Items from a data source

════

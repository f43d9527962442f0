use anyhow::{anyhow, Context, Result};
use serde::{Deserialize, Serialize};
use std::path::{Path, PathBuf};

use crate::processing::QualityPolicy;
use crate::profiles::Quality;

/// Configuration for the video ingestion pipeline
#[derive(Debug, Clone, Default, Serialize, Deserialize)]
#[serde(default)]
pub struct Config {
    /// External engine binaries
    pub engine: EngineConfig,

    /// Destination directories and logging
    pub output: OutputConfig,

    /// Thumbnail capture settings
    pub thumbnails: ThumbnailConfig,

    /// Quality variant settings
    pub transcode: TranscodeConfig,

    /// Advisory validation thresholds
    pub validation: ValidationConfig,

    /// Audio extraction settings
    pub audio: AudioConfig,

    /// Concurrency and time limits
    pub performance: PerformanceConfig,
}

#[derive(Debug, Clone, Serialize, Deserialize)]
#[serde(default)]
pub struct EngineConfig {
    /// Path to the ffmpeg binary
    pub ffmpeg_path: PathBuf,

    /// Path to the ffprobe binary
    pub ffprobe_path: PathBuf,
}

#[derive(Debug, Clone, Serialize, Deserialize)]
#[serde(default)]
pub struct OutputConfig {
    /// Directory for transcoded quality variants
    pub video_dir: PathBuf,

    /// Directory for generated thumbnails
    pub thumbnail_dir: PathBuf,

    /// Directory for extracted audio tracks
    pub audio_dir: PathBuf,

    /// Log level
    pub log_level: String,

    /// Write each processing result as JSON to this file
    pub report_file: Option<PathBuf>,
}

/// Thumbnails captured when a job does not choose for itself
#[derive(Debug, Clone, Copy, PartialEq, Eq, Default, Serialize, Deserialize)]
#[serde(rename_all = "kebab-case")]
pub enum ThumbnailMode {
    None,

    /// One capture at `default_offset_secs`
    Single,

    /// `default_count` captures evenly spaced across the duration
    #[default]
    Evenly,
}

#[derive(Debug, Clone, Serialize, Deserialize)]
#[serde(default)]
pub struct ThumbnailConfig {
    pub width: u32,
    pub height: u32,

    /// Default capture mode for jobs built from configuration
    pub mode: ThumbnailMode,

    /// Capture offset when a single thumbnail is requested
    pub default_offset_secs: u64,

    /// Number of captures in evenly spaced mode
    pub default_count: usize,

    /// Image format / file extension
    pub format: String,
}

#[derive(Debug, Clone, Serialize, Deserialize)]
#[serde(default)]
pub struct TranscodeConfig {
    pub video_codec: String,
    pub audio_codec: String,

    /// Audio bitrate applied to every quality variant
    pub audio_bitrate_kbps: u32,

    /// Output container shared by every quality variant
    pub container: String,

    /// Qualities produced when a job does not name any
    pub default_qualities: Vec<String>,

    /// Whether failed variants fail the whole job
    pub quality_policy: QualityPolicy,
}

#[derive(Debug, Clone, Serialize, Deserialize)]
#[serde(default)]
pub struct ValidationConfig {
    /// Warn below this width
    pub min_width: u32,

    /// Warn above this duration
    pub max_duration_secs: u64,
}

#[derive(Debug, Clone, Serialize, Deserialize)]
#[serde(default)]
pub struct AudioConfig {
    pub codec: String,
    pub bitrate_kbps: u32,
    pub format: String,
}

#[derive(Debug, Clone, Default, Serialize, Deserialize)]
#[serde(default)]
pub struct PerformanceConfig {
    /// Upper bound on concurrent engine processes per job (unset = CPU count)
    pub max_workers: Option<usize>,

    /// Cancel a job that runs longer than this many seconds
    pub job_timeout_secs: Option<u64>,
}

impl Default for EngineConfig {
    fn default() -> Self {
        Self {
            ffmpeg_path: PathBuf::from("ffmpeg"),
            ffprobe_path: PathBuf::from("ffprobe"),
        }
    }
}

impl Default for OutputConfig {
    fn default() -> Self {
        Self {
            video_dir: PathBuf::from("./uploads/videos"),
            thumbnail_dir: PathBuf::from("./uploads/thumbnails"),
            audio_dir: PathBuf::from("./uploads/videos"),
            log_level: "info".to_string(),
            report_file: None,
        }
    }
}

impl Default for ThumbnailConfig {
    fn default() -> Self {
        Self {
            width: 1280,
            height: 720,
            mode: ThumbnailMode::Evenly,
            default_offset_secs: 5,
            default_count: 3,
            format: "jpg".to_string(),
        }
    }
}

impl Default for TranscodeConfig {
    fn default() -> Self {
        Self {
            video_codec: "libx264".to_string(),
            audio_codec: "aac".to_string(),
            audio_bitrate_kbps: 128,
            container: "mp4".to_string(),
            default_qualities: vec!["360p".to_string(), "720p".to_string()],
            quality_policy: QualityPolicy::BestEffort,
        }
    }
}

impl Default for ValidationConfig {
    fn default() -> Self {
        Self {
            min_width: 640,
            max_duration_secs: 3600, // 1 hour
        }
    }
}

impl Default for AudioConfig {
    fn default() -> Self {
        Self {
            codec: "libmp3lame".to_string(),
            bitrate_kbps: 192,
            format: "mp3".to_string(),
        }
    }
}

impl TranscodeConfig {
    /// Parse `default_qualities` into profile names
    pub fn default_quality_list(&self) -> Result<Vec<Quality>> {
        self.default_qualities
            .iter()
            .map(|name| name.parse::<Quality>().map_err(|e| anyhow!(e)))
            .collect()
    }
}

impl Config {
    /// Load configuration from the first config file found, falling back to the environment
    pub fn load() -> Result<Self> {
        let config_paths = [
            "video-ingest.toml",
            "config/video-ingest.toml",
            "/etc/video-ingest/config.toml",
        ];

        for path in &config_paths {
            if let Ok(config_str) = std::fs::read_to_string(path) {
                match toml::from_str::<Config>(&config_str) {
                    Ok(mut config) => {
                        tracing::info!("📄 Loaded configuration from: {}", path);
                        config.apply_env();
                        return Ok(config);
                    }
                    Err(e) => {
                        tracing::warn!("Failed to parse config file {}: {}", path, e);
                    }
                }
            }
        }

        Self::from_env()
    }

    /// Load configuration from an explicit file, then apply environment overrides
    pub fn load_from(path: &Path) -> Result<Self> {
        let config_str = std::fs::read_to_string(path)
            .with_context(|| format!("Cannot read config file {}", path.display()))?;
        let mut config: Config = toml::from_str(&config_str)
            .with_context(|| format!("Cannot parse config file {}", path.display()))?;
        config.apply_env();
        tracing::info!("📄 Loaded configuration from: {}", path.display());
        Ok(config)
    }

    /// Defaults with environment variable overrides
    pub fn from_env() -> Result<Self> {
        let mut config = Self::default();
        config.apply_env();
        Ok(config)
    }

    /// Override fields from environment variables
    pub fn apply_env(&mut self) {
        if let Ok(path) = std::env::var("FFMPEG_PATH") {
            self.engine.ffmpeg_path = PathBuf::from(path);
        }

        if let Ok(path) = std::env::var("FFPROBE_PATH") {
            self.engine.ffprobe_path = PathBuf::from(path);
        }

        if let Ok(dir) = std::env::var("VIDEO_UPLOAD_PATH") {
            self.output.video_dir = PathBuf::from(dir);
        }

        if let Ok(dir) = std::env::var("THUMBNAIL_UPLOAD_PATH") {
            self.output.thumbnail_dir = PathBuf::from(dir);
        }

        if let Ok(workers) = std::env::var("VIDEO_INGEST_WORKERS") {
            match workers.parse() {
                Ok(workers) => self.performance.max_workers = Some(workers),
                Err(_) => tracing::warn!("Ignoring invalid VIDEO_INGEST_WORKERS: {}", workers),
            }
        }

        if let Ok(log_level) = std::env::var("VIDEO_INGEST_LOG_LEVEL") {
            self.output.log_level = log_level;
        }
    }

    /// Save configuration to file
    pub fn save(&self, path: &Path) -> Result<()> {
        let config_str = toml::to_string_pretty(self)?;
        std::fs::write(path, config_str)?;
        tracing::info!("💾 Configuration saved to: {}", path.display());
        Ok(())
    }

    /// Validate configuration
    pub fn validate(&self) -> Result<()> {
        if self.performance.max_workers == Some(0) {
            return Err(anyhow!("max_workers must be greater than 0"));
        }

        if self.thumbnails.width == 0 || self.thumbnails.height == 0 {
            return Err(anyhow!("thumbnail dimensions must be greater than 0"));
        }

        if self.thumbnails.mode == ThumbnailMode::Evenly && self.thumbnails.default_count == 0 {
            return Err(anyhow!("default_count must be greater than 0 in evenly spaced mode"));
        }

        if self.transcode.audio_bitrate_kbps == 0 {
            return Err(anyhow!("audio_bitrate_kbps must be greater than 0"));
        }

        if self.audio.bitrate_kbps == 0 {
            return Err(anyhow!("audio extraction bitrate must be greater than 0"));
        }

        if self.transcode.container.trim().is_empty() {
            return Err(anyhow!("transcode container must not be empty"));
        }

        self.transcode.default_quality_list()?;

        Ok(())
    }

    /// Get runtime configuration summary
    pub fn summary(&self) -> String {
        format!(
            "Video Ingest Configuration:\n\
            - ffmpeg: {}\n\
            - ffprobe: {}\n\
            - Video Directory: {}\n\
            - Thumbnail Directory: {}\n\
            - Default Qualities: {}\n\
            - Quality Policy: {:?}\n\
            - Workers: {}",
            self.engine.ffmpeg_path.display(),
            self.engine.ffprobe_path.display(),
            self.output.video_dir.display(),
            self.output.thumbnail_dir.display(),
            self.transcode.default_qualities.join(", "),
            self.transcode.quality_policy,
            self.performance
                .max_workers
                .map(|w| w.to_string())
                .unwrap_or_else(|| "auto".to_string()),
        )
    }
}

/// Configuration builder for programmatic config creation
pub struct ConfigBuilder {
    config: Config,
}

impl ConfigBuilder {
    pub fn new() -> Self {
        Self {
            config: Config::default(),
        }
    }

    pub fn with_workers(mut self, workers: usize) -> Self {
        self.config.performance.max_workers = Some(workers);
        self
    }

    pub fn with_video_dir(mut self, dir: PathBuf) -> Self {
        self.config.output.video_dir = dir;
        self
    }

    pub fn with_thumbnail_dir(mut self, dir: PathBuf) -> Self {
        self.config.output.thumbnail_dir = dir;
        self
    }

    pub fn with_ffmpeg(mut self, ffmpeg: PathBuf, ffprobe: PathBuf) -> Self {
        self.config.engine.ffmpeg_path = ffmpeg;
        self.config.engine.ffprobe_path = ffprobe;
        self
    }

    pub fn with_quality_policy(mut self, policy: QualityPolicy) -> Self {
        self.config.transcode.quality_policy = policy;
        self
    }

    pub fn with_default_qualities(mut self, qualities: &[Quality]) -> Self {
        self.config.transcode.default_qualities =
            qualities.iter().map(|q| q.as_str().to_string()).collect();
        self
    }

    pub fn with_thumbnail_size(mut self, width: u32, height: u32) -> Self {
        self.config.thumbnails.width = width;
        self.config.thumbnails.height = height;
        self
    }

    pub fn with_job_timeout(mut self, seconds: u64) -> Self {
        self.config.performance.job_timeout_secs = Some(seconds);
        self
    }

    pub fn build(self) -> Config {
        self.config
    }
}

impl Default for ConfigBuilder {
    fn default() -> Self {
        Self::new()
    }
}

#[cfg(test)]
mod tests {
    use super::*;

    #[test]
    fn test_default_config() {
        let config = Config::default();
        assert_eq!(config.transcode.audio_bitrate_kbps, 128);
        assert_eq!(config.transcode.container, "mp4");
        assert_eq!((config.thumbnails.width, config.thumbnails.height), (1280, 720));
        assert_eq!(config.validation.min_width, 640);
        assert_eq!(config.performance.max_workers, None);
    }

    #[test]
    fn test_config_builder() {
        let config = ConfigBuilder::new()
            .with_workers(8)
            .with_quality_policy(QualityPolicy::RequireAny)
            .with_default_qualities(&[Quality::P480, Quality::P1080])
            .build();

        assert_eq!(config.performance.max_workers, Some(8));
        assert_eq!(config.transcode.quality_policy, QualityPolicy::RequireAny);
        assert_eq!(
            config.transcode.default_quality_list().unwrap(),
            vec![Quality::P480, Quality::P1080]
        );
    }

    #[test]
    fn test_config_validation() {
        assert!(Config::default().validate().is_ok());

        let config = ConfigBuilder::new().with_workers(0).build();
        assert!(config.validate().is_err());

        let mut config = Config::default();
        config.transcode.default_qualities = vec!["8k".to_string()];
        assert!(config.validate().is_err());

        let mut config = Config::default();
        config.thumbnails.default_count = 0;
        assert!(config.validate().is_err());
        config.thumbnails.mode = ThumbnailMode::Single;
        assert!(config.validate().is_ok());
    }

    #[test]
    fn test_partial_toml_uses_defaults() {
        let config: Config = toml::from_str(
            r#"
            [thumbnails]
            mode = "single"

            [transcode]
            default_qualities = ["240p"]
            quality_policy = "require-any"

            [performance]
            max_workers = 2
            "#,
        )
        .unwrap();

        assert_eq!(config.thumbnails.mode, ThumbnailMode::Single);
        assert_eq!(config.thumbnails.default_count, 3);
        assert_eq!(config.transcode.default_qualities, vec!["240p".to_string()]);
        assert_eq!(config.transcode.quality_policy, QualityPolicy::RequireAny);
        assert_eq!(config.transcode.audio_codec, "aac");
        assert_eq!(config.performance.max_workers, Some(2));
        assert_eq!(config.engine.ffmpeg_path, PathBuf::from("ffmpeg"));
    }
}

════

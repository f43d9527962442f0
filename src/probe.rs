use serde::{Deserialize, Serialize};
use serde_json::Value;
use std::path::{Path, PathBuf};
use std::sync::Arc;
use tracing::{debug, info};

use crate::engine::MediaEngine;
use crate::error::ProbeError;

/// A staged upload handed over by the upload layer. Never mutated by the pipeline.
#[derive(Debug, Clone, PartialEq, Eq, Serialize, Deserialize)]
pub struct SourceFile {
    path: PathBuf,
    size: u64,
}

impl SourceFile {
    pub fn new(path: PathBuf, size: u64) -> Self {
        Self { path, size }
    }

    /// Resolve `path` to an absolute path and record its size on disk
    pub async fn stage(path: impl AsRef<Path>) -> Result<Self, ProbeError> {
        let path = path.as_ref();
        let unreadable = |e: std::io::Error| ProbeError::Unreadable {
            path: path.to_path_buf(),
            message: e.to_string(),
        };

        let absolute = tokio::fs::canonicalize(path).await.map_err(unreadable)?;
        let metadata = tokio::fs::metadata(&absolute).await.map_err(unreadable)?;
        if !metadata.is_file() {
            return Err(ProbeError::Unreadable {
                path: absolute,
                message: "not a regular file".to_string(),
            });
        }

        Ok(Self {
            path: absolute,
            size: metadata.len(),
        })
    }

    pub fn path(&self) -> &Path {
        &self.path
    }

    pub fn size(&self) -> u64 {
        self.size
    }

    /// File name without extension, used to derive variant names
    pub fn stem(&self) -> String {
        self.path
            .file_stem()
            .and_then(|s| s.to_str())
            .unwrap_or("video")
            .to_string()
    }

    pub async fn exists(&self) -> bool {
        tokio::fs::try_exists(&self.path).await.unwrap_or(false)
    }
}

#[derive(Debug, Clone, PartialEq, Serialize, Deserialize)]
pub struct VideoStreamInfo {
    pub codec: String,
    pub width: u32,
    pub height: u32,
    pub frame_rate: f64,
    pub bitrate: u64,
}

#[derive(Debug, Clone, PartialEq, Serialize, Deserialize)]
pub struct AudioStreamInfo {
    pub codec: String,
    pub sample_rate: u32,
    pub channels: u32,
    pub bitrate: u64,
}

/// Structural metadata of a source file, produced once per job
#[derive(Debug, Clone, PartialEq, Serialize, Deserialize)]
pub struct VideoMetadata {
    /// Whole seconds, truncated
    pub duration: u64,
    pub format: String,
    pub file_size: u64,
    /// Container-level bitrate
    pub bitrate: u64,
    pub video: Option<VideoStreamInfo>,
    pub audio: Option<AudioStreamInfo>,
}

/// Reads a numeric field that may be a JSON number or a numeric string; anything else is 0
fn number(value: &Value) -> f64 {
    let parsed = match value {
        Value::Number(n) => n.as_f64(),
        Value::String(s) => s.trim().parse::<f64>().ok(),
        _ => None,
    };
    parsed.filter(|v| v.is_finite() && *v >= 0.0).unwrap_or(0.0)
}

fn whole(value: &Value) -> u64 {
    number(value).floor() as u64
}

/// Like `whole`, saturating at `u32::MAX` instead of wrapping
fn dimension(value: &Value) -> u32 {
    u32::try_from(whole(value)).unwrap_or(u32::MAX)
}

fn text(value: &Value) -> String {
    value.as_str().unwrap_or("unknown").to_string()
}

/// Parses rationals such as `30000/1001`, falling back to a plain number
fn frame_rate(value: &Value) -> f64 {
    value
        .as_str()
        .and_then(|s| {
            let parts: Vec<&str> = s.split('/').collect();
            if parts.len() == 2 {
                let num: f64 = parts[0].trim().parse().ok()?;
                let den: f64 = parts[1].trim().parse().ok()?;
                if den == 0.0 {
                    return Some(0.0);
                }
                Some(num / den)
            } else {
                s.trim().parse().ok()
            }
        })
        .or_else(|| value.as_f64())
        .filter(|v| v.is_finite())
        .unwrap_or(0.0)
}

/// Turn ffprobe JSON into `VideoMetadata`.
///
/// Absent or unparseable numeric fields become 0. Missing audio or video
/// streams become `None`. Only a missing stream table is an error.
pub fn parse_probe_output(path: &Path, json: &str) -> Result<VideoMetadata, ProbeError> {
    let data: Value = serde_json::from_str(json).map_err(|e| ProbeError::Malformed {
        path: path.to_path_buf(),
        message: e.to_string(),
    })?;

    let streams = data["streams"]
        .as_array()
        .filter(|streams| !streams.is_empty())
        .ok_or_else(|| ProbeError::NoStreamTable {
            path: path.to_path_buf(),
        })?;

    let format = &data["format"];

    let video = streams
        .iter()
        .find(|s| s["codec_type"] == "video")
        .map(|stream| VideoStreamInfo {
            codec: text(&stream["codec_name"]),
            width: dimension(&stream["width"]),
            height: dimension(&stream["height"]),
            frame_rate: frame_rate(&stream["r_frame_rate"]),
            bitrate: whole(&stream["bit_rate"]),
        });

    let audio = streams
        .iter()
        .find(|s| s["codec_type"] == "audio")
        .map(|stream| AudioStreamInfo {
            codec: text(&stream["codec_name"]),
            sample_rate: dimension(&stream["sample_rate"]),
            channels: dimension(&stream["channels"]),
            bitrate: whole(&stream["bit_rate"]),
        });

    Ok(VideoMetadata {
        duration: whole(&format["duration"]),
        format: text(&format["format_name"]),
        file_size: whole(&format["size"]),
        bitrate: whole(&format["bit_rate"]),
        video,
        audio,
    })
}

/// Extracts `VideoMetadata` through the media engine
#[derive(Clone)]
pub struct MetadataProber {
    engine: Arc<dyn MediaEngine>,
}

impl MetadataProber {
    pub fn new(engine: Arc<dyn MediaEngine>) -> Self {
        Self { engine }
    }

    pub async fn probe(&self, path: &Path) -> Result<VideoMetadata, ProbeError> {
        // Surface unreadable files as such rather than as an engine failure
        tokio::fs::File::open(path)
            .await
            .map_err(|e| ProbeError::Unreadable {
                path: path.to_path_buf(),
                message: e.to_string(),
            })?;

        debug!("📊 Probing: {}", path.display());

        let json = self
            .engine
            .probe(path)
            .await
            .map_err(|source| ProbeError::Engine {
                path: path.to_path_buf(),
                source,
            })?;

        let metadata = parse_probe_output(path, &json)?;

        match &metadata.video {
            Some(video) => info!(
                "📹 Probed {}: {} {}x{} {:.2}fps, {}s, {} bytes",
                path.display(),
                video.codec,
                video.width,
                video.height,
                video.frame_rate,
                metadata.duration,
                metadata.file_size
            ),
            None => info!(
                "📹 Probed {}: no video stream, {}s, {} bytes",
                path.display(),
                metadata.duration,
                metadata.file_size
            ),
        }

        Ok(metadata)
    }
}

════

- _Problem to work on_
Find the number of lines in the entries above that hold the string "collect", and write only that number.

- _Task response_
3